Source records:
■ ■ ■ ■

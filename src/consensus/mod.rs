pub mod cluster;
pub mod message;
pub mod outcome;
pub mod peers;
pub mod processor;
pub mod qc;
pub mod quorum;
pub mod shared;
pub mod store;

pub use cluster::*;
pub use message::*;
pub use outcome::*;
pub use peers::*;
pub use processor::*;
pub use qc::*;
pub use quorum::*;
pub use shared::*;
pub use store::*;
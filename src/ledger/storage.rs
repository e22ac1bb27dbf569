use std::{
    collections::HashMap,
    fs,
    path::{Path, PathBuf},
    sync::{Arc, Mutex},
};

use chrono::{DateTime, Utc};
use num_bigint::BigUint;
use serde::{Deserialize, Serialize};
use tracing::warn;

use crate::common::{decimal, error::ConsensusError, harn::PartialSignature};

/// One committed record as a replica persists it.
#[derive(Clone, PartialEq, Eq, Debug, Serialize, Deserialize)]
pub struct PersistedRecord {
    pub record: String,
    #[serde(default, with = "decimal")]
    pub signature: BigUint,
    #[serde(default)]
    pub status: String,
    #[serde(default)]
    pub sequence: u64,
    #[serde(default)]
    pub view: u64,
    #[serde(with = "timestamp")]
    pub timestamp: DateTime<Utc>,
    #[serde(default)]
    pub is_primary: bool,
    #[serde(default, skip_serializing_if = "Option::is_none")]
    pub partial_signatures: Option<Vec<PartialSignature>>,
}

#[derive(Clone, PartialEq, Eq, Debug, Default, Serialize, Deserialize)]
pub struct RecordSet {
    pub records: Vec<PersistedRecord>,
}

/// ISO-8601 timestamps. Values written without an offset are read as UTC.
mod timestamp {
    use chrono::{DateTime, NaiveDateTime, SecondsFormat, TimeZone, Utc};
    use serde::{de, Deserialize, Deserializer, Serializer};

    pub fn serialize<S: Serializer>(value: &DateTime<Utc>, serializer: S) -> Result<S::Ok, S::Error> {
        serializer.serialize_str(&value.to_rfc3339_opts(SecondsFormat::AutoSi, true))
    }

    pub fn deserialize<'de, D: Deserializer<'de>>(deserializer: D) -> Result<DateTime<Utc>, D::Error> {
        let raw = String::deserialize(deserializer)?;
        parse(&raw).ok_or_else(|| de::Error::custom(format!("'{raw}' is not an ISO-8601 timestamp")))
    }

    pub fn parse(raw: &str) -> Option<DateTime<Utc>> {
        if let Ok(value) = DateTime::parse_from_rfc3339(raw) {
            return Some(value.with_timezone(&Utc));
        }
        NaiveDateTime::parse_from_str(raw, "%Y-%m-%dT%H:%M:%S%.f")
            .ok()
            .map(|naive| Utc.from_utc_datetime(&naive))
    }
}

/// Where replicas keep their committed records. A replica with nothing
/// stored yet reads as an empty set.
pub trait RecordStore: Send + Sync {
    /// Fails with `Storage` when the stored set exists but cannot be read.
    fn read(&self, replica: &str) -> Result<RecordSet, ConsensusError>;
    fn save(&self, replica: &str, records: &RecordSet) -> Result<(), ConsensusError>;

    /// Lenient read for queries: an unreadable set is reported and treated
    /// as empty.
    fn load(&self, replica: &str) -> Result<RecordSet, ConsensusError> {
        match self.read(replica) {
            Err(ConsensusError::Storage(reason)) => {
                warn!(replica, %reason, "Unreadable record set, treating it as empty");
                Ok(RecordSet::default())
            }
            other => other,
        }
    }

    /// Adds `record` to the stored set. A set that cannot be read is left
    /// untouched and the append fails.
    fn append(&self, replica: &str, record: PersistedRecord) -> Result<(), ConsensusError> {
        let mut records = self.read(replica)?;
        records.records.push(record);
        self.save(replica, &records)
    }
}

impl<T: RecordStore + ?Sized> RecordStore for Arc<T> {
    fn read(&self, replica: &str) -> Result<RecordSet, ConsensusError> {
        (**self).read(replica)
    }

    fn save(&self, replica: &str, records: &RecordSet) -> Result<(), ConsensusError> {
        (**self).save(replica, records)
    }
}

/// One pretty-printed JSON file per replica: `<dir>/node_<name>.json`.
#[derive(Debug, Clone)]
pub struct JsonFileStore {
    dir: PathBuf,
}

impl JsonFileStore {
    pub fn new(dir: impl Into<PathBuf>) -> Self {
        JsonFileStore { dir: dir.into() }
    }

    pub fn dir(&self) -> &Path {
        &self.dir
    }

    pub fn path_for(&self, replica: &str) -> PathBuf {
        self.dir.join(format!("node_{}.json", replica.to_lowercase()))
    }
}

impl RecordStore for JsonFileStore {
    fn read(&self, replica: &str) -> Result<RecordSet, ConsensusError> {
        let path = self.path_for(replica);
        if !path.exists() {
            return Ok(RecordSet::default());
        }
        let json = fs::read_to_string(&path)
            .map_err(|e| ConsensusError::Storage(format!("{}: {e}", path.display())))?;
        serde_json::from_str(&json)
            .map_err(|e| ConsensusError::Storage(format!("{} contains invalid records: {e}", path.display())))
    }

    fn save(&self, replica: &str, records: &RecordSet) -> Result<(), ConsensusError> {
        fs::create_dir_all(&self.dir)
            .map_err(|e| ConsensusError::Storage(format!("{}: {e}", self.dir.display())))?;
        let path = self.path_for(replica);
        let json = serde_json::to_string_pretty(records)
            .map_err(|e| ConsensusError::Storage(e.to_string()))?;
        fs::write(&path, json)
            .map_err(|e| ConsensusError::Storage(format!("{}: {e}", path.display())))
    }
}

#[derive(Debug, Default)]
pub struct MemoryStore {
    sets: Mutex<HashMap<String, RecordSet>>,
}

impl MemoryStore {
    pub fn new() -> Self {
        MemoryStore::default()
    }
}

impl RecordStore for MemoryStore {
    fn read(&self, replica: &str) -> Result<RecordSet, ConsensusError> {
        let sets = self
            .sets
            .lock()
            .map_err(|_| ConsensusError::Storage("record store lock poisoned".to_string()))?;
        Ok(sets.get(replica).cloned().unwrap_or_default())
    }

    fn save(&self, replica: &str, records: &RecordSet) -> Result<(), ConsensusError> {
        let mut sets = self
            .sets
            .lock()
            .map_err(|_| ConsensusError::Storage("record store lock poisoned".to_string()))?;
        sets.insert(replica.to_string(), records.clone());
        Ok(())
    }
}

#[cfg(test)]
mod tests {
    use super::*;

    fn record(sequence: u64) -> PersistedRecord {
        PersistedRecord {
            record: "A:widget:10:5".to_string(),
            signature: BigUint::from(42u32),
            status: "committed".to_string(),
            sequence,
            view: 0,
            timestamp: Utc::now(),
            is_primary: true,
            partial_signatures: None,
        }
    }

    #[test]
    fn test_json_store_append_and_load() {
        let dir = tempfile::tempdir().unwrap();
        let store = JsonFileStore::new(dir.path().join("database"));

        assert_eq!(store.load("A").unwrap(), RecordSet::default());
        store.append("A", record(1)).unwrap();
        store.append("A", record(2)).unwrap();

        let loaded = store.load("A").unwrap();
        assert_eq!(loaded.records.len(), 2);
        assert_eq!(loaded.records[1].sequence, 2);
        assert!(store.path_for("A").ends_with("node_a.json"));
        assert!(store.load("B").unwrap().records.is_empty());
    }

    #[test]
    fn test_json_store_persisted_shape() {
        let dir = tempfile::tempdir().unwrap();
        let store = JsonFileStore::new(dir.path());
        store.append("A", record(1)).unwrap();

        let raw = fs::read_to_string(store.path_for("A")).unwrap();
        let value: serde_json::Value = serde_json::from_str(&raw).unwrap();
        let entry = &value["records"][0];
        assert_eq!(entry["signature"], "42");
        assert_eq!(entry["status"], "committed");
        assert_eq!(entry["is_primary"], true);
        assert!(entry.get("partial_signatures").is_none());
        assert!(entry["timestamp"].as_str().unwrap().contains('T'));
    }

    #[test]
    fn test_invalid_json_loads_empty_but_is_never_overwritten() {
        let dir = tempfile::tempdir().unwrap();
        let store = JsonFileStore::new(dir.path());
        fs::write(store.path_for("C"), "{ not json").unwrap();

        assert!(store.load("C").unwrap().records.is_empty());
        assert!(matches!(store.read("C"), Err(ConsensusError::Storage(_))));
        assert!(matches!(store.append("C", record(1)), Err(ConsensusError::Storage(_))));
        assert_eq!(fs::read_to_string(store.path_for("C")).unwrap(), "{ not json");
    }

    #[test]
    fn test_legacy_records_are_kept_on_append() {
        let dir = tempfile::tempdir().unwrap();
        let store = JsonFileStore::new(dir.path());
        let legacy = r#"{
  "records": [
    {
      "record": "A:bolt:3:2",
      "signature": "12345",
      "verified_by": "PBFT",
      "timestamp": "2025-05-01T12:00:00.123456",
      "is_primary": true
    }
  ]
}"#;
        fs::write(store.path_for("A"), legacy).unwrap();

        let loaded = store.read("A").unwrap();
        assert_eq!(loaded.records.len(), 1);
        assert_eq!(loaded.records[0].status, "");
        assert_eq!(loaded.records[0].timestamp.to_rfc3339(), "2025-05-01T12:00:00.123456+00:00");

        store.append("A", record(1)).unwrap();
        let records: Vec<String> = store.read("A").unwrap().records.into_iter().map(|r| r.record).collect();
        assert_eq!(records, vec!["A:bolt:3:2", "A:widget:10:5"]);
    }

    #[test]
    fn test_timestamp_formats() {
        assert!(timestamp::parse("2025-05-01T12:00:00Z").is_some());
        assert!(timestamp::parse("2025-05-01T12:00:00+02:00").is_some());
        assert!(timestamp::parse("2025-05-01T12:00:00").is_some());
        assert!(timestamp::parse("yesterday").is_none());
    }

    #[test]
    fn test_memory_store() {
        let store = MemoryStore::new();
        store.append("B", record(7)).unwrap();
        assert_eq!(store.load("B").unwrap().records[0].sequence, 7);
        assert!(store.load("A").unwrap().records.is_empty());
    }
}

■ ■ ■ ■

» **Required action**: Reproduce each line from the data that has "matches" in it.

» **Response**:
        assert!(matches!(store.read("C"), Err(ConsensusError::Storage(_))));
        assert!(matches!(store.append("C", record(1)), Err(ConsensusError::Storage(_))));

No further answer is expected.